# SciPy - Library of scientific algorithms for Python

Parts of this notebook have been taken from:

[http://github.com/jrjohansson/scientific-python-lectures](http://github.com/jrjohansson/scientific-python-lectures).

The other notebooks in this lecture series are indexed at [http://jrjohansson.github.io](http://jrjohansson.github.io).

## Introduction

The SciPy framework builds on top of the low-level NumPy framework for multidimensional arrays, and provides a large number of higher-level scientific algorithms. Some of the topics that SciPy covers are:

* Special functions ([scipy.special](http://docs.scipy.org/doc/scipy/reference/special.html))
* Integration ([scipy.integrate](http://docs.scipy.org/doc/scipy/reference/integrate.html))
* Optimization ([scipy.optimize](http://docs.scipy.org/doc/scipy/reference/optimize.html))
* Interpolation ([scipy.interpolate](http://docs.scipy.org/doc/scipy/reference/interpolate.html))
* Fourier Transforms ([scipy.fftpack](http://docs.scipy.org/doc/scipy/reference/fftpack.html))
* Signal Processing ([scipy.signal](http://docs.scipy.org/doc/scipy/reference/signal.html))
* Linear Algebra ([scipy.linalg](http://docs.scipy.org/doc/scipy/reference/linalg.html))
* Sparse Eigenvalue Problems ([scipy.sparse](http://docs.scipy.org/doc/scipy/reference/sparse.html))
* Statistics ([scipy.stats](http://docs.scipy.org/doc/scipy/reference/stats.html))
* Multi-dimensional image processing ([scipy.ndimage](http://docs.scipy.org/doc/scipy/reference/ndimage.html))
* File IO ([scipy.io](http://docs.scipy.org/doc/scipy/reference/io.html))

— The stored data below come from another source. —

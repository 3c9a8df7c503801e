//! Line-oriented extraction state machine for flattened catalog text.
//!
//! Each record in the source looks roughly like:
//!
//! ```text
//! ErrorAccessDenied            <- record key
//! The caller does not have     <- description, may wrap
//! access rights.
//! CreateItem, UpdateItem,      <- applicability, may wrap
//! DeleteItem
//! -Returned for public folders. <- comments, bullets or prose
//!                              <- blank line closes the record
//! ```
//!
//! [`ExtractionContext`] holds the in-progress record and the current
//! [`State`]; [`TextCatalogRecords`] drives it over the input lines and
//! yields finalized records lazily.
//!
//! Lines are right-trimmed before classification, so the look-ahead length
//! threshold and the sentence-ending checks never count trailing
//! whitespace.

use std::iter::Peekable;
use std::str::Lines;

use response_codes_catalog_models::{NORMALIZED_BULLET, ResponseCode};

use crate::classify::{LineKind, applicability_continues, classify, ends_description};

/// Extraction states.
#[derive(Debug, Clone, Copy, PartialEq, Eq)]
pub enum State {
    /// Waiting for a record key line.
    SeekingKey,
    /// Collecting the description.
    InDescription,
    /// Collecting the applicability list.
    InApplicability,
    /// Collecting comments until a blank line.
    InComments,
}

/// Field layout of the text catalog.
#[derive(Debug, Clone, Copy, PartialEq, Eq)]
pub struct TextLayout {
    /// Whether each record has an applicability field between the
    /// description and the comments.
    pub applicability: bool,
}

impl Default for TextLayout {
    fn default() -> Self {
        Self {
            applicability: true,
        }
    }
}

/// Mutable state threaded through every line-processing step.
#[derive(Debug)]
pub struct ExtractionContext {
    layout: TextLayout,
    state: State,
    current: Option<ResponseCode>,
}

impl ExtractionContext {
    /// Creates a context in [`State::SeekingKey`].
    #[must_use]
    pub const fn new(layout: TextLayout) -> Self {
        Self {
            layout,
            state: State::SeekingKey,
            current: None,
        }
    }

    /// The current state.
    #[must_use]
    pub const fn state(&self) -> State {
        self.state
    }

    /// The record being collected, if any.
    #[must_use]
    pub const fn current(&self) -> Option<&ResponseCode> {
        self.current.as_ref()
    }

    /// Consumes one line. `next` is the following line, used only by the
    /// applicability look-ahead.
    ///
    /// Returns a record when this line finalized one.
    pub fn step(&mut self, line: &str, next: Option<&str>) -> Option<ResponseCode> {
        let kind = classify(line);

        if kind == LineKind::RecordKey {
            return self.start_record(line);
        }

        match self.state {
            State::SeekingKey => None,
            State::InDescription => {
                self.on_description(line);
                None
            }
            State::InApplicability => {
                self.on_applicability(line, next);
                None
            }
            State::InComments => self.on_comments(kind, line),
        }
    }

    /// Ends the pass. A record that reached the comments state is
    /// finalized; one still collecting its description or applicability is
    /// dropped.
    #[must_use]
    pub fn finish(self) -> Option<ResponseCode> {
        let record = self.current?;
        match self.state {
            State::InComments => Some(record),
            State::InDescription | State::InApplicability => {
                log::warn!(
                    "Input ended while {} was still in {:?}; dropping it",
                    record.key,
                    self.state
                );
                None
            }
            State::SeekingKey => None,
        }
    }

    fn start_record(&mut self, key: &str) -> Option<ResponseCode> {
        let finished = match (self.current.take(), self.state) {
            (Some(record), State::InComments) => Some(record),
            (Some(record), state) => {
                log::warn!(
                    "Record key {key} arrived while {} was still in {state:?}; dropping it",
                    record.key
                );
                None
            }
            (None, _) => None,
        };

        let record = if self.layout.applicability {
            ResponseCode::with_text_fields(key)
        } else {
            ResponseCode {
                comments: Some(String::new()),
                ..ResponseCode::new(key)
            }
        };
        log::trace!("Started record {key}");
        self.current = Some(record);
        self.state = State::InDescription;

        finished
    }

    fn on_description(&mut self, line: &str) {
        if let Some(record) = self.current.as_mut() {
            push_joined(&mut record.description, line);
        }
        if ends_description(line) {
            self.state = if self.layout.applicability {
                State::InApplicability
            } else {
                State::InComments
            };
            log::trace!("Description complete, moving to {:?}", self.state);
        }
    }

    fn on_applicability(&mut self, line: &str, next: Option<&str>) {
        if let Some(record) = self.current.as_mut() {
            push_joined(record.applicability.get_or_insert_with(String::new), line);
        }
        if !applicability_continues(next) {
            self.state = State::InComments;
            log::trace!("Applicability complete, moving to comments");
        }
    }

    fn on_comments(&mut self, kind: LineKind<'_>, line: &str) -> Option<ResponseCode> {
        match kind {
            LineKind::Blank => {
                self.state = State::SeekingKey;
                self.current.take()
            }
            LineKind::Bullet(text) => {
                if let Some(record) = self.current.as_mut() {
                    let comments = record.comments.get_or_insert_with(String::new);
                    comments.push('\n');
                    comments.push_str(NORMALIZED_BULLET);
                    comments.push_str(text.strip_suffix('.').unwrap_or(text));
                }
                None
            }
            LineKind::Text | LineKind::RecordKey => {
                if let Some(record) = self.current.as_mut() {
                    push_joined(record.comments.get_or_insert_with(String::new), line);
                }
                None
            }
        }
    }
}

/// Appends `line` to `field`, separated by a single space.
fn push_joined(field: &mut String, line: &str) {
    if line.is_empty() {
        return;
    }
    if !field.is_empty() && !field.ends_with(char::is_whitespace) {
        field.push(' ');
    }
    field.push_str(line);
}

/// Lazy iterator of records extracted from catalog text.
///
/// Consumes its input; run a fresh pass to regenerate the records.
pub struct TextCatalogRecords<'a> {
    lines: Peekable<Lines<'a>>,
    context: Option<ExtractionContext>,
}

impl<'a> TextCatalogRecords<'a> {
    /// Starts a pass over `text`.
    #[must_use]
    pub fn new(text: &'a str, layout: TextLayout) -> Self {
        Self {
            lines: text.lines().peekable(),
            context: Some(ExtractionContext::new(layout)),
        }
    }
}

impl Iterator for TextCatalogRecords<'_> {
    type Item = ResponseCode;

    fn next(&mut self) -> Option<Self::Item> {
        loop {
            let context = self.context.as_mut()?;
            let Some(line) = self.lines.next() else {
                return self.context.take().and_then(ExtractionContext::finish);
            };
            let next = self.lines.peek().copied().map(str::trim_end);
            if let Some(record) = context.step(line.trim_end(), next) {
                return Some(record);
            }
        }
    }
}

/// Extracts every record from `text`, in source order.
#[must_use]
pub fn extract(text: &str, layout: TextLayout) -> Vec<ResponseCode> {
    let records: Vec<ResponseCode> = TextCatalogRecords::new(text, layout).collect();
    log::debug!("Text catalog yielded {} records", records.len());
    records
}

#[cfg(test)]
mod tests {
    use super::*;

    fn run(text: &str) -> Vec<ResponseCode> {
        extract(text, TextLayout::default())
    }

    #[test]
    fn extracts_single_record_terminated_by_trailing_newline() {
        let records = run("ErrorAccessDenied\nAccess is denied.\nCreateItem\nNone.\n");
        assert_eq!(records.len(), 1);
        assert_eq!(records[0].key, "ErrorAccessDenied");
        assert_eq!(records[0].description, "Access is denied.");
        assert_eq!(records[0].applicability.as_deref(), Some("CreateItem"));
        assert_eq!(records[0].comments.as_deref(), Some("None."));
    }

    #[test]
    fn end_of_input_in_comments_finalizes_record() {
        let records = run("ErrorAccessDenied\nAccess is denied.\nCreateItem\nNone.");
        assert_eq!(records.len(), 1);
        assert_eq!(records[0].comments.as_deref(), Some("None."));
    }

    #[test]
    fn end_of_input_in_description_drops_record() {
        let records = run("NoError\nNo error.\nGetItem\n\nErrorAccessDenied\nAccess is");
        assert_eq!(records.len(), 1);
        assert_eq!(records[0].key, "NoError");
    }

    #[test]
    fn end_of_input_in_applicability_drops_record() {
        let mut context = ExtractionContext::new(TextLayout::default());
        assert!(context.step("ErrorAccessDenied", Some("Access is denied.")).is_none());
        assert!(context.step("Access is denied.", Some("CreateItem")).is_none());
        assert_eq!(context.state(), State::InApplicability);
        let pending = context.current().unwrap();
        assert_eq!(pending.key, "ErrorAccessDenied");
        assert_eq!(pending.description, "Access is denied.");
        assert!(context.finish().is_none());
    }

    #[test]
    fn wrapped_description_is_joined_with_spaces() {
        let records = run(
            "ErrorItemNotFound\nThe specified item\nwas not found in the\nstore.\nGetItem\n\n",
        );
        assert_eq!(
            records[0].description,
            "The specified item was not found in the store."
        );
    }

    #[test]
    fn description_closes_on_catch_all_phrase() {
        let records = run("ErrorInternalServerError\nReturned with various messages\nAll\n\n");
        assert_eq!(records[0].description, "Returned with various messages");
        assert_eq!(records[0].applicability.as_deref(), Some("All"));
    }

    #[test]
    fn description_closes_on_not_applicable_marker() {
        let records = run("NoError\nN/A\nAll\n\n");
        assert_eq!(records[0].description, "N/A");
        assert_eq!(records[0].applicability.as_deref(), Some("All"));
    }

    #[test]
    fn applicability_wraps_while_next_line_is_short() {
        let text = "ErrorAccessDenied\nAccess is denied.\nCreateItem, UpdateItem,\nDeleteItem\nThe caller lacks permissions on the folder.\n\n";
        let records = run(text);
        assert_eq!(
            records[0].applicability.as_deref(),
            Some("CreateItem, UpdateItem, DeleteItem")
        );
        assert_eq!(
            records[0].comments.as_deref(),
            Some("The caller lacks permissions on the folder.")
        );
    }

    #[test]
    fn applicability_wraps_onto_parenthesized_line() {
        let text = "ErrorAccessDenied\nAccess is denied.\nGetItem\n(only when the item lives in a public folder)\nSee above.\n\n";
        let records = run(text);
        assert_eq!(
            records[0].applicability.as_deref(),
            Some("GetItem (only when the item lives in a public folder)")
        );
        assert_eq!(records[0].comments.as_deref(), Some("See above."));
    }

    #[test]
    fn bullet_becomes_normalized_item_without_trailing_period() {
        let text = "ErrorAccessDenied\nAccess is denied.\nCreateItem\nThe following causes are possible for this error:\n-first point.\n-second point\n\n";
        let records = run(text);
        assert_eq!(
            records[0].comments.as_deref(),
            Some("The following causes are possible for this error:\n* first point\n* second point")
        );
    }

    #[test]
    fn blank_line_before_comments_closes_record_with_empty_comments() {
        let records = run("NoError\nNo error occurred.\nAll\n\nErrorAccessDenied\nDenied.\nAll\n\n");
        assert_eq!(records.len(), 2);
        assert_eq!(records[0].comments.as_deref(), Some(""));
    }

    #[test]
    fn next_key_finalizes_record_already_in_comments() {
        let text = "NoError\nNo error.\nAll\nNothing to add.\nErrorAccessDenied\nDenied.\nAll\n\n";
        let records = run(text);
        assert_eq!(records.len(), 2);
        assert_eq!(records[0].key, "NoError");
        assert_eq!(records[0].comments.as_deref(), Some("Nothing to add."));
        assert_eq!(records[1].key, "ErrorAccessDenied");
    }

    #[test]
    fn next_key_drops_record_still_in_description() {
        let records = run("ErrorBroken\nno terminator\nErrorAccessDenied\nDenied.\nAll\n\n");
        assert_eq!(records.len(), 1);
        assert_eq!(records[0].key, "ErrorAccessDenied");
    }

    #[test]
    fn lines_before_first_key_are_ignored() {
        let records = run("Appendix A\nError Codes\n\nNoError\nNo error.\nAll\n\n");
        assert_eq!(records.len(), 1);
        assert_eq!(records[0].key, "NoError");
    }

    #[test]
    fn crlf_and_trailing_spaces_are_tolerated() {
        let records = run("NoError \r\nNo error. \r\nAll\r\n\r\n");
        assert_eq!(records.len(), 1);
        assert_eq!(records[0].key, "NoError");
        assert_eq!(records[0].description, "No error.");
    }

    #[test]
    fn layout_without_applicability_goes_straight_to_comments() {
        let layout = TextLayout {
            applicability: false,
        };
        let records = extract("NoError\nNo error.\nNothing else.\n\n", layout);
        assert_eq!(records[0].applicability, None);
        assert_eq!(records[0].comments.as_deref(), Some("Nothing else."));
    }

    #[test]
    fn iterator_is_lazy_and_exhausts() {
        let mut records = TextCatalogRecords::new(
            "NoError\nNo error.\nAll\n\nErrorAccessDenied\nDenied.\nAll\n\n",
            TextLayout::default(),
        );
        assert_eq!(records.next().map(|r| r.key), Some("NoError".to_owned()));
        assert_eq!(
            records.next().map(|r| r.key),
            Some("ErrorAccessDenied".to_owned())
        );
        assert!(records.next().is_none());
        assert!(records.next().is_none());
    }

    mod properties {
        use proptest::prelude::*;

        use super::*;

        fn complete_record(index: usize) -> (String, String) {
            let key = format!("ErrorCode{index}");
            let text = format!("{key}\nDescription number {index}.\nGetItem\nRemark.\n\n");
            (key, text)
        }

        proptest! {
            #[test]
            fn yields_every_complete_record_in_order(count in 0_usize..20) {
                let (keys, chunks): (Vec<_>, Vec<_>) = (0..count).map(complete_record).unzip();
                let records = run(&chunks.concat());
                let yielded: Vec<_> = records.into_iter().map(|r| r.key).collect();
                prop_assert_eq!(yielded, keys);
            }

            #[test]
            fn truncated_tail_is_the_only_loss(count in 1_usize..10) {
                let chunks: Vec<_> = (0..count).map(|i| complete_record(i).1).collect();
                let text = format!("{}ErrorTruncated\nUnfinished description", chunks.concat());
                prop_assert_eq!(run(&text).len(), count);
            }
        }
    }
}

Each of these submodules provides a number of functions and classes that can be used to solve problems in their respective topics.

In this lecture we will look at how to use some of these subpackages.

To access the SciPy package in a Python program, we start by importing everything from the `scipy` module.

In [4]:
from scipy import *

If we only need to use part of the SciPy framework we can selectively include only those modules we are interested in. For example, to include the linear algebra package under the name `la`, we can do:

In [6]:
import scipy.linalg as la

### Sparse matrices

Sparse matrices are often useful in numerical simulations dealing with large systems, if the problem can be described in matrix form where the matrices or vectors mostly contains zeros. Scipy has a good support for sparse matrices, with basic linear algebra operations (such as equation solving, eigenvalue calculations, etc).

There are many possible strategies for storing sparse matrices in an efficient way. Some of the most common are the so-called coordinate form (COO), list of list (LIL) form,  and compressed-sparse column CSC (and row, CSR). Each format has some advantanges and disadvantages. Most computational algorithms (equation solving, matrix-matrix multiplication, etc) can be efficiently implemented using CSR or CSC formats, but they are not so intuitive and not so easy to initialize. So often a sparse matrix is initially created in COO or LIL format (where we can efficiently add elements to the sparse matrix data), and then converted to CSC or CSR before used in real calcalations.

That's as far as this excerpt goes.